Sorry for the bombardment, but one more observation.
Artur has told us that msample meets his needs (sampling by block not
required); Ioannis has given us a quite detailed account of his needs
and my understanding is that msample would meet those too; and Stefan
has made it plain that bootstrapping (where you might well want sampling
by block) has no use for sampling without replacement.
I realize these instances don't necessarily cover all possible uses --
and I agree that it's worth thinking ahead. But at this point I see a
fairly strong presumption that msample would be sufficient.
I really would very much prefer if somebody more knowledgeable in this
area than myself had to take the counter-position. I'm also one of those
guys who stick to the bootstrap 99% of the times, and have much less
exposure to other resampling techniques.
Having said that, for example in section 4.1 of this article there seems
to be subsampling with a block size b: Linton/Maasoumi/Whang (2003),
https://pdfs.semanticscholar.org/9378/bb9e0ae9c7fbf669132ec07f77931a00b1b...
Or Politis & Romano (1994, Annals) see section 3 (stationary time
series...), where they explicitly seem to consider subsampling for
"blocks of size b of the consecutive data...".
(
https://projecteuclid.org/euclid.aos/1176325770, open access pdf)
The general idea of the "subsampling for dependent data" method seems to
be: Since we have dependent data, we need to draw blocks. This idea is
similar to a block bootstrap.
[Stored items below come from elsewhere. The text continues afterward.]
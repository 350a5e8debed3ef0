use crate::domain::tutor::{Subject, Tutor};
use crate::error::{MarketError, Result};
use std::str::FromStr;

/// The subject chip selected above the tutor list.
#[derive(Debug, Clone, Copy, PartialEq, Eq, Default)]
pub enum SubjectFilter {
    #[default]
    All,
    Only(Subject),
}

impl SubjectFilter {
    pub fn accepts(&self, tutor: &Tutor) -> bool {
        match self {
            SubjectFilter::All => true,
            SubjectFilter::Only(subject) => tutor.teaches(*subject),
        }
    }
}

impl FromStr for SubjectFilter {
    type Err = MarketError;

    fn from_str(s: &str) -> Result<Self> {
        match s.trim() {
            "all" | "الكل" => Ok(SubjectFilter::All),
            other => other.parse().map(SubjectFilter::Only),
        }
    }
}

/// Tutors whose name, specialty or bio contains `query` (ignoring case) and
/// who teach the selected subject. Catalog order is kept.
pub fn filter_tutors<'a>(
    tutors: &'a [Tutor],
    query: &str,
    subject: SubjectFilter,
) -> Vec<&'a Tutor> {
    let query = query.trim().to_lowercase();
    tutors
        .iter()
        .filter(|tutor| matches_query(tutor, &query) && subject.accepts(tutor))
        .collect()
}

fn matches_query(tutor: &Tutor, query: &str) -> bool {
    query.is_empty()
        || [&tutor.name, &tutor.specialty, &tutor.bio]
            .iter()
            .any(|field| field.to_lowercase().contains(query))
}

#[cfg(test)]
mod tests {
    use super::*;
    use crate::domain::catalog::Catalog;
    use rand::Rng;
    use rand::distributions::Alphanumeric;

    fn ids(tutors: Vec<&Tutor>) -> Vec<String> {
        tutors.into_iter().map(|t| t.id.clone()).collect()
    }

    #[test]
    fn test_empty_query_and_all_subjects_returns_everything() {
        let catalog = Catalog::builtin();
        let found = filter_tutors(catalog.tutors(), "", SubjectFilter::All);
        assert_eq!(ids(found), vec!["1", "2", "3"]);
    }

    #[test]
    fn test_query_is_case_insensitive() {
        let catalog = Catalog::builtin();
        let found = filter_tutors(catalog.tutors(), "ielts", SubjectFilter::All);
        assert_eq!(ids(found), vec!["2"]);
    }

    #[test]
    fn test_query_matches_specialty() {
        let catalog = Catalog::builtin();
        let found = filter_tutors(catalog.tutors(), "البرمجة", SubjectFilter::All);
        assert_eq!(ids(found), vec!["3"]);
    }

    #[test]
    fn test_subject_filter() {
        let catalog = Catalog::builtin();
        let physics = filter_tutors(catalog.tutors(), "", SubjectFilter::Only(Subject::Physics));
        assert_eq!(ids(physics), vec!["1"]);

        let science = filter_tutors(catalog.tutors(), "", SubjectFilter::Only(Subject::Science));
        assert!(science.is_empty());
    }

    #[test]
    fn test_query_and_subject_must_both_match() {
        let catalog = Catalog::builtin();
        let found = filter_tutors(
            catalog.tutors(),
            "IELTS",
            SubjectFilter::Only(Subject::Mathematics),
        );
        assert!(found.is_empty());
    }

    #[test]
    fn test_subject_filter_parsing() {
        assert_eq!("all".parse::<SubjectFilter>().unwrap(), SubjectFilter::All);
        assert_eq!(
            "english".parse::<SubjectFilter>().unwrap(),
            SubjectFilter::Only(Subject::English)
        );
        assert!("astrology".parse::<SubjectFilter>().is_err());
    }

    #[test]
    fn test_filter_is_pure_and_repeatable() {
        let catalog = Catalog::builtin();
        let before = catalog.clone();
        let mut rng = rand::thread_rng();

        for _ in 0..200 {
            let len = rng.gen_range(0..4);
            let query: String = (&mut rng)
                .sample_iter(&Alphanumeric)
                .take(len)
                .map(char::from)
                .collect();
            let subject = if rng.gen_bool(0.5) {
                SubjectFilter::All
            } else {
                SubjectFilter::Only(Subject::ALL[rng.gen_range(0..Subject::ALL.len())])
            };

            let first = ids(filter_tutors(catalog.tutors(), &query, subject));
            let second = ids(filter_tutors(catalog.tutors(), &query, subject));
            assert_eq!(first, second, "query {query:?} gave different results");
        }
        assert_eq!(catalog, before);
    }
}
As we do subsampling, in principle we
would look at *all* possible subsamples (non-overlapping, no
replacement). However, the combinatorics may become too heavy --
implicitly here a lot of data are assumed. Thus instead of looking at
everything, in practice a bunch of random subsamples are drawn (without
replacement). This method works as an approximation given the
established theoretical convergence results.
So if somebody wants to do that, she needs random draws of contiguous
blocks without replacement. Since the aim is not to come close to
exhausting the available data (lots of them by assumption), your
argument (that the number of possible drawn blocks would be random) is
correct but irrelevant.
OK, sorry for any mistakes in this proclamation, I'm just an amateur
browsing the literature there. Given that I'm not using these methods
myself, I can also happily live with gretl functions that do not cover
everything in this area, such as the current msample. But I think in
principle those features would not be absurd.
FWIW,
sven